Limited Lawsuits on Car Accident Injury

in Pain

[This article is not legal advice, please contact a lawyer for assistance if you have been injured in a car accident]


Is it believable that if you are injured in a car accident and you are at no fault, then you want to sue the at-fault party for your injuries, but you can not do just that. Well, it is unbelievable in your country's law. However, this is a truth in Ontario, a place of diffcult-to-understand car insurance system which limit the ability of the injured person to sue with a lot of restrictions.

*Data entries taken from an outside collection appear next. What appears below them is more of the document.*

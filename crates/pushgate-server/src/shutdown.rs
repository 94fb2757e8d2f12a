//! Graceful shutdown: one token for every task, plus tracking of live
//! ingress sessions so shutdown can wait for them to unregister.

use std::future::Future;
use std::time::Duration;

use tokio::task::JoinHandle;
use tokio_util::sync::CancellationToken;
use tokio_util::task::TaskTracker;
use tokio_util::task::task_tracker::TrackedFuture;
use tracing::{info, warn};

/// Default time allowed for sessions and the listener to drain.
pub const DEFAULT_SHUTDOWN_TIMEOUT: Duration = Duration::from_secs(30);

/// Fans a single shutdown signal out to the listener and every session.
#[derive(Debug, Default)]
pub struct ShutdownCoordinator {
    token: CancellationToken,
    sessions: TaskTracker,
}

impl ShutdownCoordinator {
    /// Create a coordinator that has not fired.
    pub fn new() -> Self {
        Self::default()
    }

    /// A clone of the shutdown token.
    pub fn token(&self) -> CancellationToken {
        self.token.clone()
    }

    /// Signal shutdown. Idempotent.
    pub fn shutdown(&self) {
        self.token.cancel();
    }

    /// Whether shutdown has been signalled.
    pub fn is_shutting_down(&self) -> bool {
        self.token.is_cancelled()
    }

    /// Wrap a session future so shutdown waits for it.
    pub fn track<F: Future>(&self, session: F) -> TrackedFuture<F> {
        self.sessions.track_future(session)
    }

    /// Sessions currently tracked.
    pub fn active_sessions(&self) -> usize {
        self.sessions.len()
    }

    /// Signal shutdown, then wait up to `timeout` for the listener task and
    /// every tracked session to finish.
    ///
    /// Returns `false` if the timeout expired; the listener is aborted then.
    pub async fn graceful_shutdown(&self, listener: JoinHandle<()>, timeout: Option<Duration>) -> bool {
        let timeout = timeout.unwrap_or(DEFAULT_SHUTDOWN_TIMEOUT);
        self.shutdown();
        self.sessions.close();
        info!(
            sessions = self.sessions.len(),
            timeout_ms = u64::try_from(timeout.as_millis()).unwrap_or(u64::MAX),
            "draining sessions"
        );

        let abort = listener.abort_handle();
        let drain = async {
            let _ = listener.await;
            self.sessions.wait().await;
        };
        if tokio::time::timeout(timeout, drain).await.is_ok() {
            info!("shutdown complete");
            true
        } else {
            warn!(
                ?timeout,
                sessions = self.sessions.len(),
                "shutdown timed out, aborting listener"
            );
            abort.abort();
            false
        }
    }
}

There are a number of restrictions on an injured person's ability to sue for injuries and damages from an accident. One restriction is known as the "threshold". The threshold is a legal test that an injured person has to meet in many cases to be able to claim for some types of losses, such as pain and suffering.  If you do not meet the threshold, then, in many cases, you are not entitled to anything for pain and suffering.  The threshold does not apply to everything (ie: income losses).  To meet the threshold, the test is often, whether or not the injured person sustained a "permanent, serious impairment of an important physical, mental or psychological function".


These words are interpreted by statutes and case-law. Another restriction on an injured person's right to sue, is the "deductible". The deductible is an amount of money that, in many cases, is subtracted from whatever amount your pain and suffering is worth.  Under bill 198, the deductible is (as of the date that this article was written) $30,000. 


So, that means that if your pain and suffering is valued at $50,000, then, if the deductible applied, the amount would be reduced by $30,000, leaving only $20,000.  The deductible does not apply to pain and suffering that is assessed at more than $100,000 and there are a number of other exceptions.  It is best to consult a lawyer about these issues, so that you fully understand your rights.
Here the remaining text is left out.